# ADR-004: Error Handling and Resilience Strategy
## Status
Accepted
## Context
The MCP server integrates multiple external services (Meetup.com APIs, Anthropic Claude API) and performs complex data processing. We need a comprehensive error handling strategy that ensures reliability, provides meaningful feedback to users, and maintains system stability under various failure conditions.
## Decision
We will implement a multi-layered error handling strategy with graceful degradation, comprehensive logging, and user-friendly error messages.

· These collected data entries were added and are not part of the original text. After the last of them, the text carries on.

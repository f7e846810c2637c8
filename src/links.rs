//! Short-link registry: opaque public tokens → stored objects.
//!
//! Entries live in memory and, when a journal path is configured, are also
//! appended to a JSONL file that is replayed on start-up. An entry is written
//! to the journal before it becomes resolvable.

use std::collections::HashMap;
use std::path::{Path, PathBuf};

use base64::engine::general_purpose::URL_SAFE_NO_PAD;
use base64::Engine;
use chrono::{DateTime, Utc};
use parking_lot::RwLock;
use rand::RngCore;
use serde::{Deserialize, Serialize};
use tokio::fs::{File, OpenOptions};
use tokio::io::AsyncWriteExt;
use tokio::sync::Mutex;
use tracing::{info, warn};

use crate::error::{GatewayError, GatewayResult};
use crate::store::ObjectDescriptor;

/// Random bytes per token (11 URL-safe characters).
const TOKEN_BYTES: usize = 8;

#[derive(Debug, Clone, PartialEq, Eq, Serialize, Deserialize)]
pub struct LinkEntry {
    pub token: String,
    pub object: ObjectDescriptor,
    pub created_at: DateTime<Utc>,
}

pub struct LinkRegistry {
    entries: RwLock<HashMap<String, LinkEntry>>,
    journal: Option<Journal>,
}

struct Journal {
    path: PathBuf,
    file: Mutex<File>,
}

impl LinkRegistry {
    pub fn in_memory() -> Self {
        Self {
            entries: RwLock::new(HashMap::new()),
            journal: None,
        }
    }

    /// Open (or create) a journal-backed registry, replaying existing entries.
    /// Unparseable lines, such as one torn by a crash mid-write, are skipped.
    pub async fn open(path: &Path) -> GatewayResult<Self> {
        let mut entries = HashMap::new();
        let mut needs_newline = false;
        match tokio::fs::read_to_string(path).await {
            Ok(text) => {
                needs_newline = !text.is_empty() && !text.ends_with('\n');
                for (lineno, line) in text.lines().enumerate() {
                    if line.trim().is_empty() {
                        continue;
                    }
                    match serde_json::from_str::<LinkEntry>(line) {
                        Ok(entry) => {
                            entries.insert(entry.token.clone(), entry);
                        }
                        Err(e) => warn!(?path, line = lineno + 1, "skipping bad journal line: {e}"),
                    }
                }
            }
            Err(e) if e.kind() == std::io::ErrorKind::NotFound => {}
            Err(e) => return Err(GatewayError::Internal(format!("read link journal: {e}"))),
        }
        if let Some(parent) = path.parent().filter(|p| !p.as_os_str().is_empty()) {
            tokio::fs::create_dir_all(parent)
                .await
                .map_err(|e| GatewayError::Internal(format!("create journal dir: {e}")))?;
        }
        let mut file = OpenOptions::new()
            .create(true)
            .append(true)
            .open(path)
            .await
            .map_err(|e| GatewayError::Internal(format!("open link journal: {e}")))?;
        if needs_newline {
            // Terminate a torn tail so the next entry starts on its own line.
            file.write_all(b"\n")
                .await
                .map_err(|e| GatewayError::Internal(format!("repair link journal: {e}")))?;
        }
        info!(?path, links = entries.len(), "link journal loaded");

        Ok(Self {
            entries: RwLock::new(entries),
            journal: Some(Journal {
                path: path.to_path_buf(),
                file: Mutex::new(file),
            }),
        })
    }

    /// Register `object` under a fresh random token.
    pub async fn issue(&self, object: ObjectDescriptor) -> GatewayResult<LinkEntry> {
        let entry = LinkEntry {
            token: generate_token(),
            object,
            created_at: Utc::now(),
        };
        if let Some(journal) = &self.journal {
            let mut line = serde_json::to_vec(&entry)
                .map_err(|e| GatewayError::Internal(format!("encode link: {e}")))?;
            line.push(b'\n');
            let mut file = journal.file.lock().await;
            let appended = async {
                file.write_all(&line).await?;
                file.flush().await
            };
            appended.await.map_err(|e| {
                GatewayError::Internal(format!("append {}: {e}", journal.path.display()))
            })?;
        }
        self.entries
            .write()
            .insert(entry.token.clone(), entry.clone());
        Ok(entry)
    }

    pub fn resolve(&self, token: &str) -> GatewayResult<ObjectDescriptor> {
        self.entries
            .read()
            .get(token)
            .map(|e| e.object.clone())
            .ok_or_else(|| GatewayError::NotFound(format!("link {token}")))
    }

    pub fn len(&self) -> usize {
        self.entries.read().len()
    }

    pub fn is_empty(&self) -> bool {
        self.entries.read().is_empty()
    }
}

fn generate_token() -> String {
    let mut bytes = [0u8; TOKEN_BYTES];
    rand::rng().fill_bytes(&mut bytes);
    URL_SAFE_NO_PAD.encode(bytes)
}

#[cfg(test)]
mod tests {
    use super::*;

    #[test]
    fn tokens_are_url_safe_and_distinct() {
        let a = generate_token();
        let b = generate_token();
        assert_eq!(a.len(), 11);
        assert_ne!(a, b);
        assert!(a
            .chars()
            .all(|c| c.is_ascii_alphanumeric() || c == '-' || c == '_'));
    }

    #[tokio::test]
    async fn resolve_is_idempotent() {
        let links = LinkRegistry::in_memory();
        let entry = links.issue(ObjectDescriptor::new("media", 7)).await.unwrap();
        for _ in 0..3 {
            assert_eq!(
                links.resolve(&entry.token).unwrap(),
                ObjectDescriptor::new("media", 7)
            );
        }
    }

    #[tokio::test]
    async fn unknown_token_is_not_found() {
        let links = LinkRegistry::in_memory();
        assert!(matches!(
            links.resolve("nope"),
            Err(GatewayError::NotFound(_))
        ));
    }

    #[tokio::test]
    async fn journal_is_replayed_on_open() {
        let dir = tempfile::tempdir().unwrap();
        let path = dir.path().join("links/links.jsonl");

        let token = {
            let links = LinkRegistry::open(&path).await.unwrap();
            links.issue(ObjectDescriptor::new("media", 1)).await.unwrap();
            links.issue(ObjectDescriptor::new("media", 2)).await.unwrap().token
        };

        let reopened = LinkRegistry::open(&path).await.unwrap();
        assert_eq!(reopened.len(), 2);
        assert_eq!(reopened.resolve(&token).unwrap().sequence, 2);
    }

    #[tokio::test]
    async fn torn_journal_line_is_skipped() {
        let dir = tempfile::tempdir().unwrap();
        let path = dir.path().join("links.jsonl");
        let good = LinkEntry {
            token: "abc".into(),
            object: ObjectDescriptor::new("media", 3),
            created_at: Utc::now(),
        };
        let text = format!("{}\n{{\"token\":\"tor", serde_json::to_string(&good).unwrap());
        tokio::fs::write(&path, text).await.unwrap();

        let links = LinkRegistry::open(&path).await.unwrap();
        assert_eq!(links.len(), 1);
        assert!(links.resolve("abc").is_ok());

        let fresh = links.issue(ObjectDescriptor::new("media", 4)).await.unwrap();
        drop(links);
        let reopened = LinkRegistry::open(&path).await.unwrap();
        assert_eq!(reopened.len(), 2);
        assert_eq!(reopened.resolve(&fresh.token).unwrap().sequence, 4);
    }
}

## Error Categories and Handling
### 1. Authentication Errors
**Scenarios:**
- Missing or invalid API credentials
- Expired access tokens
- OAuth flow failures
**Handling Strategy:**
```python
try:
headers = self.auth_manager.get_auth_headers()
except Exception as e:
logging.error(f"Authentication error: {e}")
return [TextContent(
type="text",
text="Authentication required. Please use get_oauth_url tool to set up authentication."
)]
```
### 2. API Communication Errors
**Scenarios:**
- Network timeouts
- HTTP error responses (4xx, 5xx)
- Rate limiting
- Service unavailability
**Handling Strategy:**
```python
try:
async with self.session.get(url, params=params, headers=headers) as response:
if response.status == 200:
# Process successful response
elif response.status == 429:
logging.warning("Rate limited - suggest retry")
else:
error_text = await response.text()
logging.error(f"API error {response.status}: {error_text}")
except aiohttp.ClientError as e:
logging.error(f"Network error: {e}")
# Fallback to alternative API or cached data
```
### 3. Data Processing Errors
**Scenarios:**
- Malformed API responses
- Missing required fields
- Invalid data types
- Parsing failures
**Handling Strategy:**
```python
for event_data in events_data:
try:
event = self._parse_rest_event(event_data)
events.append(event)
except Exception as e:
logging.warning(f"Error parsing event {event_data.get('id', 'unknown')}: {e}")
continue # Skip malformed event, continue processing others
```
### 4. LLM Integration Errors
**Scenarios:**
- Claude API failures
- Token limit exceeded
- Content policy violations
- Service quotas exceeded
**Handling Strategy:**
```python
try:
response = await self.claude_integration.generate_response(prompt, max_tokens=2000)
return [TextContent(type="text", text=response)]
except Exception as e:
logging.error(f"Claude integration error: {e}")
return [TextContent(
type="text",
text="Unable to generate AI recommendations. Here are the raw events found: [event list]"
)]
```
## Resilience Patterns
### 1. Graceful Degradation
- **Primary API Failure**: Fall back to secondary API (REST → GraphQL)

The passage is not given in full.